TANGENT ALERT!
IMO a website needs to have a block user function and a predatory algorithm that utilises topics and subjects to really become an echo chamber.
Mumsnet algorithms are minimal
(just the small ‘trending’ list really, as I believe ‘active’ is more time based than popularity based?) and even the external advertising embedded on the talk boards is pretty basic and not individual interest-tailored (I’ve currently got some white, floaty dresses that in my hands would be a stained rag by the end of breakfast).
Compare that to a site like twitter (where users can block thousands of people via shared blocklists or programmed blockbots and make their tweets visible only to a pre approved audience) or instagram (where what you see, both from accounts you follow and accounts you don’t follow, is largely decided for you and they put things similar b to things you’ve liked but EXTRA in your infinitely scrolling feed and then prey on your AI estimated insecurities to sell you expensive shit you don’t need) or Facebook, where everyone you are connected to is a ‘friend’ or a ‘friend of a friend’ and Mumsnet really doesn’t qualify as an echo chamber at all.
Here you can ‘hide’ topics that you aren’t interested in but all it does is stop them from appearing on your ‘active’ page… and I don’t habitually use the active page anyway (especially not now we have the relatively recent ‘follow’ function for boards).

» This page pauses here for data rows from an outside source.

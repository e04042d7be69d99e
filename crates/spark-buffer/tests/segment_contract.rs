//! `segment_contract` 集成测试：聚焦 `Segment` 生命周期与回收器之间的协作协议。
//!
//! # 测试总览（Why）
//! - 校验段在 `Drop` 时恰好通知一次回收器，且交回的内存已清零；
//! - 以 `RecordingRecycler` 观察回收事件，验证自定义池实现也能复用 `Segment`。

use std::sync::{Arc, Mutex};

use spark_buffer::{ReclaimedSegment, Segment, SegmentRecycler};

/// `RecordingRecycler`：测试场景下用于捕获回收事件的探针实现。
///
/// - 利用 `Mutex<Vec<(usize, usize, usize)>>` 保存每次回收的等级、容量与交回内存的长度；
/// - `take_events` 在断言前清空事件队列，确保各个测试相互独立。
#[derive(Default)]
struct RecordingRecycler {
    events: Mutex<Vec<(usize, usize, usize)>>,
}

impl RecordingRecycler {
    fn take_events(&self) -> Vec<(usize, usize, usize)> {
        self.events
            .lock()
            .expect("mutex poisoned")
            .drain(..)
            .collect()
    }
}

impl SegmentRecycler for RecordingRecycler {
    fn reclaim(&self, reclaimed: ReclaimedSegment) {
        let class = reclaimed.class();
        let capacity = reclaimed.capacity();
        let len = reclaimed.into_buffer().len();
        self.events
            .lock()
            .expect("mutex poisoned")
            .push((class, capacity, len));
    }
}

/// 段被丢弃时应通知一次回收器，并交回已清零的内存。
#[test]
fn drop_notifies_recycler_exactly_once() {
    let recycler = Arc::new(RecordingRecycler::default());
    let mut segment = Segment::new(Vec::with_capacity(16), 16, 2, recycler.clone());
    assert_eq!(segment.append(b"payload"), 7);
    drop(segment);
    assert_eq!(recycler.take_events(), vec![(2, 16, 0)]);
    assert!(recycler.take_events().is_empty(), "回收只能发生一次");
}

/// 游离段不属于任何池，丢弃时不应触发回收。
#[test]
fn detached_segment_has_no_recycler() {
    let mut segment = Segment::detached(8);
    segment.append(b"12345678");
    assert!(segment.is_full());
    assert_eq!(segment.remaining_mut(), 0);
    drop(segment);
}

/// 构造时传入的脏内存会被清零，避免把上一租约的数据暴露给新持有者。
#[test]
fn new_segment_starts_empty_even_with_dirty_buffer() {
    let recycler = Arc::new(RecordingRecycler::default());
    let mut dirty = Vec::with_capacity(8);
    dirty.extend_from_slice(b"stale");
    let segment = Segment::new(dirty, 8, 0, recycler.clone());
    assert!(segment.is_empty());
    assert_eq!(segment.remaining_mut(), 8);
    drop(segment);
    assert_eq!(recycler.take_events().len(), 1);
}
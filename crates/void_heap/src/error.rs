//! Error types
//!
//! The public `allocate` / `deallocate` entry points never surface these: they
//! log and return null or do nothing. The `try_*` variants hand them back.

use thiserror::Error;

/// Failure to obtain or size a region from a page provider
#[derive(Debug, Error)]
pub enum MapError {
    #[error("Zero-sized mapping requested")]
    ZeroSize,

    #[error("Mapping of {0} bytes overflows the address space")]
    Overflow(usize),

    #[error("Mapping budget exceeded: requested {requested} bytes, {remaining} remaining")]
    BudgetExceeded { requested: usize, remaining: usize },

    #[error("OS mapping failed: {0}")]
    Os(#[from] std::io::Error),
}

/// Reasons an allocation request could not be served
#[derive(Debug, Error)]
pub enum AllocError {
    #[error("Request of {0} bytes overflows the block size")]
    TooLarge(usize),

    #[error("No free block of {needed} bytes and no room to grow")]
    Exhausted { needed: usize },

    #[error("Heap has no backing memory")]
    Uninitialized,

    #[error("Chunk mapping failed: {0}")]
    Map(#[from] MapError),
}

/// Reasons a pointer was rejected by `deallocate`
#[derive(Debug, Clone, Copy, PartialEq, Eq, Error)]
pub enum FreeError {
    #[error("Null pointer")]
    Null,

    #[error("Pointer {0:#x} is not inside any region owned by this heap")]
    Foreign(usize),

    #[error("Pointer {0:#x} does not point at the data of a block")]
    BadTag(usize),

    #[error("Pointer {0:#x} was already freed")]
    DoubleFree(usize),
}

/// Layout inconsistency found by a heap walk
#[derive(Debug, Clone, PartialEq, Eq, Error)]
pub enum HeapError {
    #[error("Block at offset {offset} has invalid size {size}")]
    BadSize { offset: usize, size: usize },

    #[error("Block at offset {offset} has an invalid validity tag")]
    BadMagic { offset: usize },

    #[error("Footer of block at offset {offset} does not mirror its header")]
    FooterMismatch { offset: usize },

    #[error("Adjacent free blocks at offsets {left} and {right} were not coalesced")]
    Uncoalesced { left: usize, right: usize },

    #[error("Blocks cover {covered} bytes of a {capacity}-byte span")]
    Coverage { covered: usize, capacity: usize },

    #[error("Counter {name} is {actual}, layout says {expected}")]
    Counter {
        name: &'static str,
        expected: usize,
        actual: usize,
    },
}

/// Configuration loading and validation errors
#[derive(Debug, Error)]
pub enum ConfigError {
    #[error("IO error: {0}")]
    Io(#[from] std::io::Error),

    #[error("TOML parse error: {0}")]
    Parse(#[from] toml::de::Error),

    #[error("Invalid value for {field}: {reason}")]
    Invalid { field: &'static str, reason: String },
}

/// Result type for heap walks
pub type HeapResult<T> = Result<T, HeapError>;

Ngl there are a few regular posters that I would LOvE to block (and I fully expect the feeling is mutual!) but overall I think Mumsnet is genuinely a healthier place that fosters a more varied discussion precisely because it doesn’t have a block user function.
While it’s true that Mumsnet members opinions aren’t very varied in some of the more specific, less general topic areas, the site itself doesn’t have any functions that enable an individual user to block off dissenting opinions.
This makes for a weirdly shocking experience when a niche interest board thread randomly ends up in ‘trending’ - a recent example is one from the ‘Tattoos’ topic board that hit trending on a Saturday afternoon and was subsequently flooded with ‘yuk, I don’t like ANY tattoos on ANYONE!’ comments, whereas an average week on the tattoo topic board itself doesn’t have any comments like that at all (because why would you even be there if you had no interest in tattoos?)
If someone wants more dissenting opinions on the Sex and Gender board they need to get on and post those dissenting opinions and ‘be the change they want to see’.
However, posting one’s opinion does come with the risk of having one’s opinion challenged, deconstructed and, if it’s a bit of a daft opinion, laughed at.
And if it’s an opinion that, when followed through to the subsequent endpoint, results in dire consequences for women, for children, for truth and for society?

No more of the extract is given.